A Lisfranc injury is a traumatic injury to the midfoot at the location of the Lisfranc, or tarsometatarsal joint, which is where the bases of the metatarsals meet the bones of the midfoot. This type of injury often varies in severity. Such an injury may involve a sprain or tearing of a ligament, a fracture, and/or a dislocation. Lisfranc injuries generally involve some sort of twisting of the foot or crushing blow to the foot, such as from a sport injury or motor vehicle accident.
Although these injuries are relatively rare, they are often misdiagnosed as simple sprains or are overlooked. Common symptoms of a Lisfranc injury include pain, swelling and bruising as well as difficulty standing or walking. When such symptoms occur, it is important to seek immediate medical care because of the potential difficulty in diagnosing the condition and the possibility that, without prompt treatment, proper healing may not take place. Treatment for a Lisfranc injury depends on the severity of the condition, but may include conservative measures such as immobilization by splinting or casting. If the joints of the midfoot are misaligned, surgery may be necessary. The primary goal of Lisfranc injury surgery is to anatomically realign the joints of the midfoot.

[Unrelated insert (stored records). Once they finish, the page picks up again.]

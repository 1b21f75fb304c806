//! Server state management for the DRC server

use crate::board::Board;
use crate::drc::{CollectingReporter, DrcEngine, DrcError, DrcItem, RunSummary};
use std::sync::Arc;

/// In-memory state: the loaded board, the engine and the last run's results
pub struct ServerState {
    pub board_path: Option<String>,
    pub board: Option<Arc<Board>>,
    pub engine: Arc<DrcEngine>,
    /// Compile diagnostics from the last `CompileRules`
    pub compile_log: Arc<CollectingReporter>,
    pub violations: Vec<DrcItem>,
    pub last_summary: Option<RunSummary>,
    pub run_in_progress: bool,
}

impl ServerState {
    pub fn new() -> Self {
        let engine = Arc::new(DrcEngine::new());
        let compile_log = Arc::new(CollectingReporter::new());
        engine.set_log_reporter(Some(compile_log.clone()));
        Self {
            board_path: None,
            board: None,
            engine,
            compile_log,
            violations: Vec::new(),
            last_summary: None,
            run_in_progress: false,
        }
    }

    /// Check if a board is loaded
    pub fn is_board_loaded(&self) -> bool {
        self.board.is_some()
    }

    /// Store the outcome of a background run
    pub fn apply_result(&mut self, result: DrcAsyncResult) {
        self.run_in_progress = false;
        self.violations = result.violations;
        if let Ok(summary) = result.summary {
            self.last_summary = Some(summary);
        }
    }
}

impl Default for ServerState {
    fn default() -> Self {
        Self::new()
    }
}

/// Result from a background DRC run
pub struct DrcAsyncResult {
    pub summary: Result<RunSummary, DrcError>,
    pub violations: Vec<DrcItem>,
}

Diagnosis of a Lisfranc injury starts with a comprehensive history and physical examination, but will always then include a set of x-rays. Advanced imaging, such as MRI or CT, are often necessary to fully evaluate the extent of the injury.

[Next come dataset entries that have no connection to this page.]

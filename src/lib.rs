//! Rule-based design rule check engine for printed circuit boards
//!
//! # Module Structure
//! - `board` - Board items, layers and spatial indexing
//! - `drc` - Rule language, constraint resolution and test providers
//! - `server` - Line-delimited JSON-RPC host around a single engine
//!
//! # Example
//! ```ignore
//! let engine = DrcEngine::new();
//! engine.compile_rules(&std::fs::read_to_string("board.rules")?, &board.design_settings)?;
//! let clearance = engine.eval_rules_for_items(ConstraintType::Clearance, &a, Some(&b), None);
//! println!("{} from {}", clearance.min_or_zero(), clearance.source);
//! ```

pub mod board;
pub mod drc;
pub mod server;

pub use board::{Board, BoardItem, Layer, LayerSet};
pub use drc::{ConstraintType, DrcEngine, DrcItem, ErrorCode, RunOptions};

- Pain and swelling to the midfoot region
- Difficulty standing or walking
- Inability to bear weight on the affected side
- Bruising to the top of the foot or the arch of the foot
- Increase in size of the foot (abnormal widening)
- Immobilization with or without crutches
- Anti-inflammatory medications
- Ice therapy
- Elevation of the affected extremity
- Physical therapy
Whether a Lisfranc injury can be treated conservatively or surgically depends upon the specific type of injury and the extent of the injury. If surgery is necessary, this usually involves internal fixation, such as plates and screws, to keep the bones and joints properly aligned during healing. The hardware may be removed a few months after the procedure or it may remain in the foot permanently.